▶ **PROVIDED ENTRIES**
Start of Block

//! Effect compositions and the effect registry.
//!
//! Each effect is a function that opens a domain-scoped pipeline and chains
//! ops through it; the compiler rejects an op outside its declared domains
//! or ahead of its input stage. [`dispatch`] maps a move's effect tag to
//! its composition; any tag without one deterministically falls back to the
//! plain [`hit`], so every move in the table resolves to something playable.

use crate::context::BattleContext;
use crate::dsl::{
    begin, domains, when, AccuracyResolved, AtLeast, Domains, EffectApplied, FaintChecked, Genesis,
    LoopBody, Pipeline, Stage,
};
use crate::moves::Effect;
use crate::ops::*;
use crate::rng;
use crate::state::{stage, Status, Weather};

// Domain masks for the composition shapes.
const HIT_DOMAINS: u8 = domains::PURE.union(Domains::TRANSIENT).bits();
const PURE: u8 = domains::PURE.bits();
const STATUS: u8 = domains::STATUS.bits();
const STAT_CHANGE: u8 = domains::STAT_CHANGE.bits();
const STAT_AND_MON: u8 = domains::STAT_CHANGE.union(Domains::MON).bits();
const SCREEN: u8 = domains::SCREEN.bits();
const FIELD: u8 = Domains::FIELD.bits();

// ---------------------------------------------------------------------------
// Damage baselines
// ---------------------------------------------------------------------------

/// Accuracy, damage, apply, faint check. The fallback for every
/// unimplemented tag.
pub fn hit(ctx: &mut BattleContext<'_>) {
    begin::<HIT_DOMAINS>(ctx)
        .run::<CheckAccuracy>()
        .run::<CalculateDamage>()
        .run::<ApplyDamage>()
        .run::<CheckFaint>()
        .end();
}
use criterion::{black_box, criterion_group, criterion_main, Criterion};

use factory_engine::calc::{calculate_damage, DamageParams};
use factory_engine::types::Type;

fn typical_params() -> DamageParams {
    DamageParams {
        level: 50,
        power: 95,
        move_type: Type::Water,
        attack: 120,
        attack_stage: 1,
        attacker_type1: Type::Water,
        attacker_type2: Type::Psychic,
        defense: 105,
        defense_stage: 0,
        defender_type1: Type::Fire,
        defender_type2: Type::Flying,
        crit_stage: 0,
        is_critical: false,
        skip_random: false,
    }
}

fn bench_damage_kernel(c: &mut Criterion) {
    factory_engine::rng::initialize(0xC0FFEE);
    let params = typical_params();

    c.bench_function("gen3_damage_full", |b| {
        b.iter(|| calculate_damage(black_box(&params)))
    });

    let deterministic = DamageParams {
        is_critical: true,
        skip_random: true,
        ..typical_params()
    };
    c.bench_function("gen3_damage_no_rng", |b| {
        b.iter(|| calculate_damage(black_box(&deterministic)))
    });
}

criterion_group!(benches, bench_damage_kernel);
criterion_main!(benches);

End of Block

▶ **PROBLEM REQUIREMENTS**
Print out the whole listing, with every line exactly as it appears.

▶ **YOUR SOLUTION**
//! Effect compositions and the effect registry.
//!
//! Each effect is a function that opens a domain-scoped pipeline and chains
//! ops through it; the compiler rejects an op outside its declared domains
//! or ahead of its input stage. [`dispatch`] maps a move's effect tag to
//! its composition; any tag without one deterministically falls back to the
//! plain [`hit`], so every move in the table resolves to something playable.

use crate::context::BattleContext;
use crate::dsl::{
    begin, domains, when, AccuracyResolved, AtLeast, Domains, EffectApplied, FaintChecked, Genesis,
    LoopBody, Pipeline, Stage,
};
use crate::moves::Effect;
use crate::ops::*;
use crate::rng;
use crate::state::{stage, Status, Weather};

// Domain masks for the composition shapes.
const HIT_DOMAINS: u8 = domains::PURE.union(Domains::TRANSIENT).bits();
const PURE: u8 = domains::PURE.bits();
const STATUS: u8 = domains::STATUS.bits();
const STAT_CHANGE: u8 = domains::STAT_CHANGE.bits();
const STAT_AND_MON: u8 = domains::STAT_CHANGE.union(Domains::MON).bits();
const SCREEN: u8 = domains::SCREEN.bits();
const FIELD: u8 = Domains::FIELD.bits();

// ---------------------------------------------------------------------------
// Damage baselines
// ---------------------------------------------------------------------------

/// Accuracy, damage, apply, faint check. The fallback for every
/// unimplemented tag.
pub fn hit(ctx: &mut BattleContext<'_>) {
    begin::<HIT_DOMAINS>(ctx)
        .run::<CheckAccuracy>()
        .run::<CalculateDamage>()
        .run::<ApplyDamage>()
        .run::<CheckFaint>()
        .end();
}
use criterion::{black_box, criterion_group, criterion_main, Criterion};

use factory_engine::calc::{calculate_damage, DamageParams};
use factory_engine::types::Type;

fn typical_params() -> DamageParams {
    DamageParams {
        level: 50,
        power: 95,
        move_type: Type::Water,
        attack: 120,
        attack_stage: 1,
        attacker_type1: Type::Water,
        attacker_type2: Type::Psychic,
        defense: 105,
        defense_stage: 0,
        defender_type1: Type::Fire,
        defender_type2: Type::Flying,
        crit_stage: 0,
        is_critical: false,
        skip_random: false,
    }
}

fn bench_damage_kernel(c: &mut Criterion) {
    factory_engine::rng::initialize(0xC0FFEE);
    let params = typical_params();

    c.bench_function("gen3_damage_full", |b| {
        b.iter(|| calculate_damage(black_box(&params)))
    });

    let deterministic = DamageParams {
        is_critical: true,
        skip_random: true,
        ..typical_params()
    };
    c.bench_function("gen3_damage_no_rng", |b| {
        b.iter(|| calculate_damage(black_box(&deterministic)))
    });
}

criterion_group!(benches, bench_damage_kernel);
criterion_main!(benches);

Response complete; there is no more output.